The highlight of the event for me was Hala Saleh’s stage talk: “My Agile is Better Than Your Agile“.

She spoke about the dangers of extremism when promoting ideas. She also made a great case for dropping the judgment and negative connotations that come along with certain “trigger” words in the agile community such as: agile project manager, PMP, #NoEstimates, management, and PM’s.

We state “People over Process”, then turn around and put people in boxes because they have the wrong letters following their name, or because they use the word “hybrid”. 

It’s a message that I needed to hear and that I very much appreciated. It’s inspired me to inspect the way that I engage with others and adapt where needed.

Agile Indy 2015 was also a special event for me professionally. I presented a talk for the first time to the sell out crowd, and had a great time in the process.

I should have been nervous, but the excellent staff of conference volunteers, the venue, and the overall vibe of the event made it a great place to debut my talk:  Help!!! The Scrum Master *IS* the Impediment!

The change in mindset necessary to become a servant leader is incredibly hard for a scrum master who comes from command and control background. As a newly minted Professional Scrum Master (PSM I), I returned to my team excited and ready to get underway with a scrum adoption. Unfortunately, I had not fully grasped the concept of servant leadership. Instead of being a change agent, I was an impediment.

I also really appreciated one of the nicest – and most humbling – compliments that hit my Twitter feed immediately after the talk.

Comments like this are why I enjoy writing, blogging, and speaking. Becoming a scrum master is a difficult journey. I struggled with it. Given the feedback I’ve been getting, so have many other people.

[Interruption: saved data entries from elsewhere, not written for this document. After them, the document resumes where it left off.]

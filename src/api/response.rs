use axum::{
    http::StatusCode,
    response::{IntoResponse, Response},
    Json,
};
use serde::{Deserialize, Serialize};

use crate::error::{FieldError, TrackerError};
use crate::tracker::Pagination;

/// Envelope shared by every tracker endpoint.
#[derive(Debug, Clone, Serialize, Deserialize)]
#[serde(rename_all = "camelCase")]
pub struct ApiResponse<T> {
    pub success: bool,
    #[serde(default, skip_serializing_if = "Option::is_none")]
    pub message: Option<String>,
    #[serde(default = "Option::default", skip_serializing_if = "Option::is_none")]
    pub data: Option<T>,
    #[serde(default, skip_serializing_if = "Option::is_none")]
    pub pagination: Option<Pagination>,
    #[serde(default, skip_serializing_if = "Vec::is_empty")]
    pub errors: Vec<FieldError>,
}

impl<T> ApiResponse<T> {
    pub fn ok(data: T) -> Self {
        Self {
            success: true,
            message: None,
            data: Some(data),
            pagination: None,
            errors: Vec::new(),
        }
    }

    pub fn with_message(mut self, message: impl Into<String>) -> Self {
        self.message = Some(message.into());
        self
    }

    pub fn with_pagination(mut self, pagination: Pagination) -> Self {
        self.pagination = Some(pagination);
        self
    }
}

impl ApiResponse<()> {
    /// Success without a payload, e.g. after a delete.
    pub fn done(message: impl Into<String>) -> Self {
        Self {
            success: true,
            message: Some(message.into()),
            data: None,
            pagination: None,
            errors: Vec::new(),
        }
    }

    pub fn failure(message: impl Into<String>, errors: Vec<FieldError>) -> Self {
        Self {
            success: false,
            message: Some(message.into()),
            data: None,
            pagination: None,
            errors,
        }
    }
}

impl TrackerError {
    pub fn status_code(&self) -> StatusCode {
        match self {
            TrackerError::Validation(_) => StatusCode::BAD_REQUEST,
            TrackerError::NotFound(_) => StatusCode::NOT_FOUND,
            TrackerError::Unauthorized => StatusCode::UNAUTHORIZED,
            TrackerError::CapacityExceeded => StatusCode::SERVICE_UNAVAILABLE,
            TrackerError::RequestFailed(_) | TrackerError::Internal(_) => {
                StatusCode::INTERNAL_SERVER_ERROR
            }
        }
    }
}

impl IntoResponse for TrackerError {
    fn into_response(self) -> Response {
        let status = self.status_code();
        let message = match &self {
            TrackerError::RequestFailed(_) | TrackerError::Internal(_) => {
                tracing::error!(error = %self, "Tracker request failed");
                "Internal server error".to_string()
            }
            other => other.to_string(),
        };
        let errors = match self {
            TrackerError::Validation(errors) => errors,
            _ => Vec::new(),
        };
        (status, Json(ApiResponse::failure(message, errors))).into_response()
    }
}
use std::time::Duration;

use tokio::sync::mpsc;
use tokio_util::sync::CancellationToken;

use crate::config::ClientConfig;

/// Emits a value only after `delay` passes without a newer one.
///
/// Each [`Debouncer::push`] cancels the pending timer and starts a new one;
/// only a timer that runs to completion forwards its value to the receiver.
#[derive(Debug)]
pub struct Debouncer<T> {
    delay: Duration,
    tx: mpsc::UnboundedSender<T>,
    pending: Option<CancellationToken>,
}

impl<T: Send + 'static> Debouncer<T> {
    pub fn new(delay: Duration) -> (Self, mpsc::UnboundedReceiver<T>) {
        let (tx, rx) = mpsc::unbounded_channel();
        (
            Self {
                delay,
                tx,
                pending: None,
            },
            rx,
        )
    }

    pub fn push(&mut self, value: T) {
        self.cancel();

        let token = CancellationToken::new();
        let timer = token.clone();
        let tx = self.tx.clone();
        let delay = self.delay;

        tokio::spawn(async move {
            tokio::select! {
                biased;
                _ = timer.cancelled() => {}
                _ = tokio::time::sleep(delay) => {
                    // Receiver gone means the view is gone; nothing to do.
                    let _ = tx.send(value);
                    timer.cancel();
                }
            }
        });

        self.pending = Some(token);
    }

    /// Skip the quiet period: drop any pending value and emit `value` now.
    pub fn flush_now(&mut self, value: T) {
        self.cancel();
        let _ = self.tx.send(value);
    }

    pub fn cancel(&mut self) {
        if let Some(token) = self.pending.take() {
            token.cancel();
        }
    }

    pub fn is_pending(&self) -> bool {
        self.pending
            .as_ref()
            .is_some_and(|token| !token.is_cancelled())
    }
}

impl<T> Drop for Debouncer<T> {
    fn drop(&mut self) {
        if let Some(token) = self.pending.take() {
            token.cancel();
        }
    }
}

/// Search box state: the raw text updates on every keystroke, the filter
/// is dispatched through the debouncer.
#[derive(Debug)]
pub struct SearchInput {
    text: String,
    debouncer: Debouncer<String>,
}

impl SearchInput {
    pub fn new(delay: Duration) -> (Self, mpsc::UnboundedReceiver<String>) {
        let (debouncer, rx) = Debouncer::new(delay);
        (
            Self {
                text: String::new(),
                debouncer,
            },
            rx,
        )
    }

    /// Search box using the client's configured quiet period.
    pub fn from_config(config: &ClientConfig) -> (Self, mpsc::UnboundedReceiver<String>) {
        Self::new(Duration::from_millis(config.search_debounce_ms))
    }

    pub fn text(&self) -> &str {
        &self.text
    }

    pub fn on_input(&mut self, text: impl Into<String>) {
        self.text = text.into();
        self.debouncer.push(self.text.clone());
    }

    /// Clearing takes effect at once.
    pub fn clear(&mut self) {
        self.text.clear();
        self.debouncer.flush_now(String::new());
    }

    /// Mirror a filter changed elsewhere (e.g. "clear all filters") without dispatching.
    pub fn sync(&mut self, applied: &str) {
        self.debouncer.cancel();
        self.text = applied.to_string();
    }
}
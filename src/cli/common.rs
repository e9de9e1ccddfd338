//! Post analysis shared by `stats` and `list`.

use anyhow::Result;
use serde::Serialize;

use crate::cli::args::PostArgs;
use crate::config::SiteConfig;
use crate::content::{LoadedPosts, ParallelCollector, Post, collect_post_files, load_posts};
use crate::reading::{Estimator, ReadingStatistic};
use crate::utils::date::PostDate;
use crate::utils::plural_count;
use crate::{debug, log};
use rayon::prelude::*;

/// Reading-time report for one post.
#[derive(Debug, Clone, Serialize)]
pub struct PostReport {
    pub path: String,
    pub slug: String,
    pub title: String,
    pub date: Option<PostDate>,
    pub released: bool,
    pub reading_time: ReadingStatistic,
    pub reading_time_text: String,
}

/// Discover, load and estimate the posts selected by `args`.
///
/// Posts that fail to load are reported as warnings and skipped. Reports
/// are sorted newest first, then by slug.
pub fn analyse_posts(args: &PostArgs, config: &SiteConfig) -> Result<Vec<PostReport>> {
    let files = collect_post_files(&args.paths, &config.content.dir, &config.content.extensions)?;
    debug!("content"; "found {}", plural_count(files.len(), "post file"));

    let LoadedPosts { posts, failures } = load_posts(&files, &config.content.dir);
    for err in failures {
        log!("warning"; "{:#}, skipping", anyhow::Error::from(err));
    }

    Ok(build_reports(&posts, config))
}

fn build_reports(posts: &[Post], config: &SiteConfig) -> Vec<PostReport> {
    let today = config.today();
    let estimator = config.reading.estimator();
    let include_unreleased = config.content.include_unreleased;

    let collector = ParallelCollector::new();
    posts.par_iter().for_each(|post| {
        let released = post.is_released(today);
        if !released && !include_unreleased {
            debug!("content"; "{} is not released yet", post.slug);
            return;
        }
        collector.push(build_report(post, released, &estimator, config));
    });

    let mut reports = collector.drain_with_capacity(posts.len());
    reports.sort_by(|a, b| b.date.cmp(&a.date).then_with(|| a.slug.cmp(&b.slug)));
    reports
}

fn build_report(
    post: &Post,
    released: bool,
    estimator: &Estimator,
    config: &SiteConfig,
) -> PostReport {
    let reading_time = estimator.estimate(&post.body);
    let reading_time_text = config.locale.translate(Some(&reading_time));

    PostReport {
        path: config.root_relative(&post.path).display().to_string(),
        slug: post.slug.clone(),
        title: post.title().to_string(),
        date: post.date,
        released,
        reading_time,
        reading_time_text,
    }
}
//! Calendar dates for post frontmatter, without timezone dependencies.
//!
//! Posts carry a `date: "YYYY-MM-DD"` field. The release gate compares that
//! date against "today" in a fixed UTC offset, so only whole days matter.
//!
//! # Examples
//!
//! ```ignore
//! let date = PostDate::parse("2025-08-12").unwrap();
//! let date = PostDate::parse("2025-08-12T10:00:00Z").unwrap(); // time ignored
//! assert!(date <= PostDate::today(-3));
//! ```

use std::fmt;
use std::time::SystemTime;

use anyhow::{Result, bail};
use serde::{Serialize, Serializer};

const SECS_PER_DAY: i64 = 86_400;

/// Calendar date, ordered chronologically.
#[derive(Debug, Clone, Copy, PartialEq, Eq, PartialOrd, Ord, Hash)]
pub struct PostDate {
    pub year: u16,
    pub month: u8,
    pub day: u8,
}

impl PostDate {
    pub const fn from_ymd(year: u16, month: u8, day: u8) -> Self {
        Self { year, month, day }
    }

    /// Parse the `YYYY-MM-DD` prefix of a date or datetime string.
    pub fn parse(s: &str) -> Option<Self> {
        let bytes = s.trim().as_bytes();
        if bytes.len() < 10 {
            return None;
        }
        // Anything after the date must start a time part
        if bytes.len() > 10 && !matches!(bytes[10], b'T' | b't' | b' ') {
            return None;
        }

        let year = parse_u16(&bytes[0..4])?;
        if bytes[4] != b'-' {
            return None;
        }
        let month = parse_u8(&bytes[5..7])?;
        if bytes[7] != b'-' {
            return None;
        }
        let day = parse_u8(&bytes[8..10])?;

        let date = Self::from_ymd(year, month, day);
        date.validate().ok()?;
        Some(date)
    }

    pub fn validate(self) -> Result<()> {
        if !(1..=12).contains(&self.month) {
            bail!("month is invalid: {}", self.month);
        }
        let max_days = Self::days_in_month(self.year, self.month);
        if self.day == 0 || self.day > max_days {
            bail!("day is invalid: {}", self.day);
        }
        Ok(())
    }

    /// Current date at the given UTC offset (hours).
    pub fn today(utc_offset_hours: i32) -> Self {
        let secs = SystemTime::now()
            .duration_since(SystemTime::UNIX_EPOCH)
            .map(|d| i64::try_from(d.as_secs()).unwrap_or(i64::MAX))
            .unwrap_or(0);
        Self::from_unix_secs(secs, utc_offset_hours)
    }

    /// Date of a unix timestamp shifted by `utc_offset_hours`.
    pub fn from_unix_secs(secs: i64, utc_offset_hours: i32) -> Self {
        let local = secs.saturating_add(i64::from(utc_offset_hours) * 3600);
        Self::from_days(local.div_euclid(SECS_PER_DAY))
    }

    /// Civil date from days since 1970-01-01 (H. Hinnant's algorithm).
    #[allow(clippy::cast_possible_truncation, clippy::cast_sign_loss)]
    fn from_days(days: i64) -> Self {
        let z = days + 719_468;
        let era = z.div_euclid(146_097);
        let doe = z.rem_euclid(146_097);
        let yoe = (doe - doe / 1460 + doe / 36_524 - doe / 146_096) / 365;
        let doy = doe - (365 * yoe + yoe / 4 - yoe / 100);
        let mp = (5 * doy + 2) / 153;
        let day = (doy - (153 * mp + 2) / 5 + 1) as u8;
        let month = (if mp < 10 { mp + 3 } else { mp - 9 }) as u8;
        let year = yoe + era * 400 + i64::from(month <= 2);
        Self::from_ymd(year.clamp(0, i64::from(u16::MAX)) as u16, month, day)
    }

    #[inline]
    #[allow(clippy::manual_is_multiple_of)] // Manual impl for const fn
    const fn is_leap_year(year: u16) -> bool {
        year % 4 == 0 && (year % 100 != 0 || year % 400 == 0)
    }

    #[inline]
    const fn days_in_month(year: u16, month: u8) -> u8 {
        match month {
            1 | 3 | 5 | 7 | 8 | 10 | 12 => 31,
            4 | 6 | 9 | 11 => 30,
            2 if Self::is_leap_year(year) => 29,
            2 => 28,
            _ => 0,
        }
    }
}

impl fmt::Display for PostDate {
    fn fmt(&self, f: &mut fmt::Formatter<'_>) -> fmt::Result {
        write!(f, "{:04}-{:02}-{:02}", self.year, self.month, self.day)
    }
}

impl Serialize for PostDate {
    fn serialize<S: Serializer>(&self, serializer: S) -> Result<S::Ok, S::Error> {
        serializer.collect_str(self)
    }
}

/// Parse 2-digit ASCII number
#[inline]
fn parse_u8(bytes: &[u8]) -> Option<u8> {
    if bytes.len() != 2 {
        return None;
    }
    let d1 = bytes[0].wrapping_sub(b'0');
    let d2 = bytes[1].wrapping_sub(b'0');
    if d1 > 9 || d2 > 9 {
        return None;
    }
    Some(d1 * 10 + d2)
}

/// Parse 4-digit ASCII number
#[inline]
fn parse_u16(bytes: &[u8]) -> Option<u16> {
    if bytes.len() != 4 {
        return None;
    }
    let mut result = 0u16;
    for &b in bytes {
        let d = b.wrapping_sub(b'0');
        if d > 9 {
            return None;
        }
        result = result * 10 + u16::from(d);
    }
    Some(result)
}
//! `list` command: human-readable reading times, newest post first.

use anyhow::Result;
use owo_colors::OwoColorize;

use crate::cli::args::PostArgs;
use crate::cli::common::{PostReport, analyse_posts};
use crate::config::SiteConfig;
use crate::reading::ReadingTimeLabels;
use crate::utils::plural_count;

/// Execute list command
pub fn run_list(args: &PostArgs, config: &SiteConfig) -> Result<()> {
    let reports = analyse_posts(args, config)?;

    for report in &reports {
        println!("{}", format_line(report, &config.locale));
    }
    println!("{}", summary(&reports, &config.locale));

    Ok(())
}

fn format_line(report: &PostReport, labels: &ReadingTimeLabels) -> String {
    let line = format!(
        "{}: {}  {} ({})",
        labels.label, report.reading_time_text, report.title, report.slug
    );
    if report.released {
        line
    } else {
        line.dimmed().to_string()
    }
}

/// `3 posts, 12 minutos in total`, the total rounded like a single post.
fn summary(reports: &[PostReport], labels: &ReadingTimeLabels) -> String {
    let minutes: f64 = reports
        .iter()
        .filter_map(|r| r.reading_time.minutes)
        .sum();
    let total = crate::reading::ReadingStatistic::from_minutes(minutes);

    format!(
        "{}, {} in total",
        plural_count(reports.len(), "post"),
        labels.translate(Some(&total))
    )
}
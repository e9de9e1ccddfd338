//! `[content]` section configuration.
//!
//! # Example
//!
//! ```toml
//! [content]
//! dir = "content/blog"          # Post root, relative to leitura.toml
//! extensions = ["md", "mdx"]    # Files treated as posts
//! include_unreleased = false    # Keep posts dated in the future
//! utc_offset = -3               # Hours; decides what "today" is
//! ```

use std::path::PathBuf;

use serde::{Deserialize, Serialize};

use crate::config::{ConfigDiagnostics, FieldPath};

/// Post discovery and release settings.
#[derive(Debug, Clone, Serialize, Deserialize)]
#[serde(default)]
pub struct ContentConfig {
    /// Content directory (absolute after loading).
    pub dir: PathBuf,

    /// Post file extensions, without the dot.
    pub extensions: Vec<String>,

    /// Include posts whose date has not arrived yet.
    pub include_unreleased: bool,

    /// UTC offset in hours used to compute today's date.
    pub utc_offset: i32,
}

impl Default for ContentConfig {
    fn default() -> Self {
        Self {
            dir: "content/blog".into(),
            extensions: vec!["md".into(), "mdx".into()],
            include_unreleased: false,
            utc_offset: -3,
        }
    }
}

impl ContentConfig {
    pub const FIELD_EXTENSIONS: FieldPath = FieldPath::new("content.extensions");
    pub const FIELD_UTC_OFFSET: FieldPath = FieldPath::new("content.utc_offset");

    pub fn validate(&self, diag: &mut ConfigDiagnostics) {
        if self.extensions.is_empty() {
            diag.error_with_hint(
                Self::FIELD_EXTENSIONS,
                "no post extensions configured",
                "extensions = [\"md\", \"mdx\"]",
            );
        } else if self.extensions.iter().any(|e| e.starts_with('.')) {
            diag.error_with_hint(
                Self::FIELD_EXTENSIONS,
                "extensions must not start with a dot",
                "write \"md\" instead of \".md\"",
            );
        }

        if !(-12..=14).contains(&self.utc_offset) {
            diag.error(
                Self::FIELD_UTC_OFFSET,
                format!("{} is not a valid UTC offset (-12..=14)", self.utc_offset),
            );
        }
    }
}
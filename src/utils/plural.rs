//! Pluralization utilities.

/// Return "s" suffix for plural counts
///
/// # Examples
///
/// - `plural_s(0)` -> `"s"` (0 posts)
/// - `plural_s(1)` -> `""` (1 post)
/// - `plural_s(5)` -> `"s"` (5 posts)
#[inline]
pub fn plural_s(n: usize) -> &'static str {
    if n == 1 { "" } else { "s" }
}

/// Format count with noun, handling pluralization
#[inline]
pub fn plural_count(count: usize, noun: &str) -> String {
    format!("{} {}{}", count, noun, plural_s(count))
}
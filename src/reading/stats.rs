//! Reading statistic produced per post.

use serde::{Deserialize, Serialize};

/// Milliseconds per minute.
const MS_PER_MINUTE: f64 = 60_000.0;

/// Estimated reading time of a single document.
///
/// Every field is optional when deserialized: the formatter only needs
/// `minutes`, and statistics coming from outside (e.g. `--json`) may carry
/// nothing else.
#[derive(Debug, Clone, Default, PartialEq, Serialize, Deserialize)]
#[serde(default)]
pub struct ReadingStatistic {
    /// English summary, e.g. `"3 min read"`.
    #[serde(skip_serializing_if = "Option::is_none")]
    pub text: Option<String>,

    /// Fractional minutes to read.
    #[serde(skip_serializing_if = "Option::is_none")]
    pub minutes: Option<f64>,

    /// Reading time in milliseconds.
    #[serde(skip_serializing_if = "Option::is_none")]
    pub time: Option<u64>,

    /// Counted words.
    #[serde(skip_serializing_if = "Option::is_none")]
    pub words: Option<usize>,
}

impl ReadingStatistic {
    /// Statistic carrying only a minutes value.
    pub const fn from_minutes(minutes: f64) -> Self {
        Self {
            text: None,
            minutes: Some(minutes),
            time: None,
            words: None,
        }
    }

    /// Build a full statistic from a word count and reading speed.
    ///
    /// `words_per_minute` must be positive; config validation guarantees it.
    #[allow(clippy::cast_precision_loss, clippy::cast_possible_truncation)]
    #[allow(clippy::cast_sign_loss)] // minutes is never negative here
    pub fn from_words(words: usize, words_per_minute: u32) -> Self {
        let minutes = words as f64 / f64::from(words_per_minute.max(1));
        let time = (minutes * MS_PER_MINUTE).round() as u64;
        let displayed = ((minutes * 100.0).round() / 100.0).ceil() as u64;

        Self {
            text: Some(format!("{displayed} min read")),
            minutes: Some(minutes),
            time: Some(time),
            words: Some(words),
        }
    }
}
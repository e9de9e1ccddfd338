//! Word-count based reading-time estimation over Markdown bodies.
//!
//! Only human-readable text is counted: prose, inline code and fenced code.
//! Raw HTML, link targets and frontmatter are skipped.

use pulldown_cmark::{Event, Options, Parser, Tag, TagEnd};

use super::ReadingStatistic;

/// Default reading speed.
pub const DEFAULT_WORDS_PER_MINUTE: u32 = 200;

/// Options for markdown parsing
#[derive(Debug, Clone, Default)]
pub struct MarkdownOptions {
    /// Enable tables extension
    pub tables: bool,
    /// Enable footnotes extension
    pub footnotes: bool,
    /// Enable strikethrough extension
    pub strikethrough: bool,
    /// Enable task lists extension
    pub task_lists: bool,
}

impl MarkdownOptions {
    /// Create options with all extensions enabled
    pub fn all() -> Self {
        Self {
            tables: true,
            footnotes: true,
            strikethrough: true,
            task_lists: true,
        }
    }

    fn to_pulldown_options(&self) -> Options {
        // Metadata blocks are always recognised so a stray frontmatter is never counted.
        let mut opts = Options::ENABLE_YAML_STYLE_METADATA_BLOCKS
            | Options::ENABLE_PLUSES_DELIMITED_METADATA_BLOCKS;
        if self.tables {
            opts.insert(Options::ENABLE_TABLES);
        }
        if self.footnotes {
            opts.insert(Options::ENABLE_FOOTNOTES);
        }
        if self.strikethrough {
            opts.insert(Options::ENABLE_STRIKETHROUGH);
        }
        if self.task_lists {
            opts.insert(Options::ENABLE_TASKLISTS);
        }
        opts
    }
}

/// Estimates reading time at a fixed speed.
#[derive(Debug, Clone)]
pub struct Estimator {
    words_per_minute: u32,
    options: MarkdownOptions,
}

impl Default for Estimator {
    fn default() -> Self {
        Self::new(DEFAULT_WORDS_PER_MINUTE)
    }
}

impl Estimator {
    pub fn new(words_per_minute: u32) -> Self {
        Self {
            words_per_minute: words_per_minute.max(1),
            options: MarkdownOptions::all(),
        }
    }

    pub const fn words_per_minute(&self) -> u32 {
        self.words_per_minute
    }

    /// Estimate a Markdown body.
    pub fn estimate(&self, markdown: &str) -> ReadingStatistic {
        ReadingStatistic::from_words(self.count_markdown(markdown), self.words_per_minute)
    }

    fn count_markdown(&self, markdown: &str) -> usize {
        let mut in_metadata = false;
        let mut words = 0;

        for event in Parser::new_ext(markdown, self.options.to_pulldown_options()) {
            match event {
                Event::Start(Tag::MetadataBlock(_)) => in_metadata = true,
                Event::End(TagEnd::MetadataBlock(_)) => in_metadata = false,
                Event::Text(text) | Event::Code(text) if !in_metadata => {
                    words += count_words(&text);
                }
                _ => {}
            }
        }

        words
    }
}

/// Count words in plain text.
///
/// A word is a maximal run of non-boundary characters. CJK characters are
/// counted one word each since those scripts do not separate words.
pub fn count_words(text: &str) -> usize {
    let mut words = 0;
    let mut in_word = false;

    for c in text.chars() {
        if is_cjk(c) {
            words += 1;
            in_word = false;
        } else if is_word_boundary(c) {
            in_word = false;
        } else if !in_word {
            words += 1;
            in_word = true;
        }
    }

    words
}

#[inline]
fn is_word_boundary(c: char) -> bool {
    c.is_whitespace() || c.is_ascii_punctuation() || is_unicode_punctuation(c)
}

/// Punctuation outside ASCII that commonly appears in prose.
#[inline]
fn is_unicode_punctuation(c: char) -> bool {
    matches!(
        c,
        '\u{2010}'..='\u{2027}' // dashes, quotes, ellipsis
            | '\u{2030}'..='\u{205E}'
            | '\u{00A1}' | '\u{00AB}' | '\u{00BB}' | '\u{00BF}'
            | '\u{3000}'..='\u{303F}' // CJK punctuation
            | '\u{FF01}'..='\u{FF0F}' // fullwidth punctuation
            | '\u{FF1A}'..='\u{FF20}'
    )
}

#[inline]
fn is_cjk(c: char) -> bool {
    matches!(
        c,
        '\u{3040}'..='\u{30FF}' // hiragana, katakana
            | '\u{3400}'..='\u{4DBF}'
            | '\u{4E00}'..='\u{9FFF}'
            | '\u{AC00}'..='\u{D7AF}' // hangul
            | '\u{F900}'..='\u{FAFF}'
    )
}
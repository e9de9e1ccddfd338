//! `format` command: localized phrase for a single reading statistic.

use anyhow::{Context, Result};

use crate::cli::args::FormatArgs;
use crate::config::SiteConfig;
use crate::reading::{ReadingStatistic, ReadingTimeLabels};

/// Execute format command
pub fn run_format(args: &FormatArgs, config: &SiteConfig) -> Result<()> {
    println!("{}", format_phrase(args, &config.locale)?);
    Ok(())
}

fn format_phrase(args: &FormatArgs, labels: &ReadingTimeLabels) -> Result<String> {
    let stats = parse_statistic(args)?;
    Ok(labels.translate(stats.as_ref()))
}

/// Statistic described by the arguments; `None` when it is absent.
fn parse_statistic(args: &FormatArgs) -> Result<Option<ReadingStatistic>> {
    if let Some(json) = &args.json {
        return serde_json::from_str(json)
            .with_context(|| format!("invalid reading statistic: {json}"));
    }

    Ok(args.minutes.as_deref().map(|raw| {
        let minutes = raw.trim().parse::<f64>().unwrap_or(f64::NAN);
        ReadingStatistic::from_minutes(minutes)
    }))
}

#[cfg(test)]
mod tests {
    use super::*;

    fn minutes(raw: &str) -> FormatArgs {
        FormatArgs {
            minutes: Some(raw.to_string()),
            json: None,
        }
    }

    fn json(raw: &str) -> FormatArgs {
        FormatArgs {
            minutes: None,
            json: Some(raw.to_string()),
        }
    }

    fn phrase(args: &FormatArgs) -> String {
        format_phrase(args, &ReadingTimeLabels::default()).unwrap()
    }

    #[test]
    fn test_format_minutes() {
        assert_eq!(phrase(&minutes("0.4")), "menos de 1 minuto");
        assert_eq!(phrase(&minutes("0.5")), "1 minuto");
        assert_eq!(phrase(&minutes("1.6")), "2 minutos");
        assert_eq!(phrase(&minutes(" 12 ")), "12 minutos");
    }

    #[test]
    fn test_format_missing_statistic() {
        let args = FormatArgs {
            minutes: None,
            json: None,
        };
        assert_eq!(phrase(&args), "Unknown");
        assert_eq!(phrase(&json("null")), "Unknown");
        assert_eq!(phrase(&json("{}")), "Unknown");
    }

    #[test]
    fn test_format_non_numeric_counts_as_zero() {
        assert_eq!(phrase(&minutes("abc")), "menos de 1 minuto");
        assert_eq!(phrase(&minutes("-3")), "menos de 1 minuto");
        assert_eq!(phrase(&minutes("NaN")), "menos de 1 minuto");
    }

    #[test]
    fn test_format_json() {
        assert_eq!(phrase(&json(r#"{"minutes": 1.4}"#)), "1 minuto");
        assert_eq!(
            phrase(&json(r#"{"text": "3 min read", "minutes": 2.25, "time": 135000, "words": 450}"#)),
            "2 minutos"
        );
    }

    #[test]
    fn test_format_invalid_json() {
        let err = format_phrase(&json("{minutes"), &ReadingTimeLabels::default()).unwrap_err();
        assert!(err.to_string().contains("invalid reading statistic"));
    }
}
//! `[locale]` section configuration.
//!
//! Phrases used for reading times. Defaults are Portuguese:
//!
//! ```toml
//! [locale]
//! unknown = "Unknown"
//! less_than_one = "menos de 1 minuto"
//! one = "1 minuto"
//! many = "{} minutos"
//! label = "Tempo de leitura"
//! ```

use crate::config::{ConfigDiagnostics, FieldPath};
use crate::reading::{COUNT_PLACEHOLDER, ReadingTimeLabels};

const FIELD_MANY: FieldPath = FieldPath::new("locale.many");

/// Check that the plural template has exactly one count placeholder.
pub fn validate_labels(labels: &ReadingTimeLabels, diag: &mut ConfigDiagnostics) {
    let placeholders = labels.many.matches(COUNT_PLACEHOLDER).count();
    if placeholders != 1 {
        diag.error_with_hint(
            FIELD_MANY,
            format!("expected one `{COUNT_PLACEHOLDER}` placeholder, found {placeholders}"),
            "many = \"{} minutos\"",
        );
    }
}

#[cfg(test)]
mod tests {
    use super::*;
    use crate::config::test_parse_config;

    #[test]
    fn test_locale_override() {
        let config = test_parse_config("[locale]\nmany = \"{} minutes\"\none = \"1 minute\"");
        assert_eq!(config.locale.many, "{} minutes");
        assert_eq!(config.locale.one, "1 minute");
        // Unset keys keep their defaults
        assert_eq!(config.locale.less_than_one, "menos de 1 minuto");
    }

    #[test]
    fn test_many_requires_placeholder() {
        let config = test_parse_config("[locale]\nmany = \"minutos\"");
        let mut diag = ConfigDiagnostics::new();
        validate_labels(&config.locale, &mut diag);
        assert_eq!(diag.len(), 1);
    }

    #[test]
    fn test_default_labels_valid() {
        let mut diag = ConfigDiagnostics::new();
        validate_labels(&ReadingTimeLabels::default(), &mut diag);
        assert!(!diag.has_errors());
    }
}
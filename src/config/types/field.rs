//! Config field path.

use owo_colors::OwoColorize;
use std::fmt;

/// Dotted path of a config field, e.g. `reading.words_per_minute`.
#[derive(Debug, Clone, Copy, PartialEq, Eq)]
pub struct FieldPath(pub &'static str);

impl FieldPath {
    #[inline]
    pub const fn new(path: &'static str) -> Self {
        Self(path)
    }
}

impl fmt::Display for FieldPath {
    fn fmt(&self, f: &mut fmt::Formatter<'_>) -> fmt::Result {
        write!(f, "`{}`", self.0.bright_blue())
    }
}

Below are related posts if you would like more information about this topic:

Scrum Master Heroics Can Hurt Agile Teams

Scrum teams work on complex problems. Solutions emerge during these type of projects; over time and after many sprints. When a scrum master becomes the “hero” and mandates solutions, he/she can cause lasting damage to the scrum team.

Scrum Master Heroics

Uplifting Hero – JD Hancock – Flickr

All nighters, caffeine fueled coding marathons, and last minute deployment heroics happen regularly on projects death marching to a forced conclusion. That behavior manifests on agile teams as well. But the “hero scrum master” anti-pattern surprised me during a recent exchange on LinkedIn.

A scrum master explained his role as follows:

“I would prefer to be considered as someone who managed to make the team get past the hurdles and obstacles and make it to the “Miller Time” to chuckle and laugh about how silly they behaved in reflection.”

Not exactly the model statement for self-organization and self-management.

My own struggles with dropping the command and control habit are here and here. During those episodes I thought I acted in the best interest of the team and with best intentions. And I believe that this scrum master feels the same about his actions.

With that said, the consequences of directing instead of coaching can be significant and long lasting:

  • No Ability to Experiment: When a scrum master “solves” all of the teams problems, the scrum team will not learn how to experiment. We constantly inspect and adapt our practices. Some changes work; others don’t. Dictating answers robs the team of these possible improvements and lessons.
  • Scrum Team Members Withdraw: Apathy sets in when scrum masters mandate solutions. A disengaged team can lead to silos of knowledge and individual actors as opposed to a gelled and cohesive scrum team.
  • Whole Team Concept Compromised: Every member of the scrum team contributes to and owns the project. If a hero scrum master is solving all of the problems, the scrum team can become dependent on this hero behavior. Coaching others to solve issues and impediments can help make sure that teams grow, mature, and find success together.

WHAT CAUSES HEROIC SCRUM MASTER BEHAVIOR?

As the LinkedIn exchange progressed, it became clear that a bad system/environment drove the scrum master’s behavior:

  • Job Security: When I asked why the heroics were needed, he replied “Either one is a passionately participating and involved scrum master or he is someone that can be replaced tomorrow and no one may notice any difference.” Understandable, but not in the spirit of servant leadership.
  • Carrot and Stick Mentality: He also added, “Sounds to me more like letting people succeed or fail but suffer so they can change out of necessity at the cost of damaging the team’s image/pride and team spirit. This to me is something a villain would resort to.” Experiments do not appear to be valued at his company. Neither does failure.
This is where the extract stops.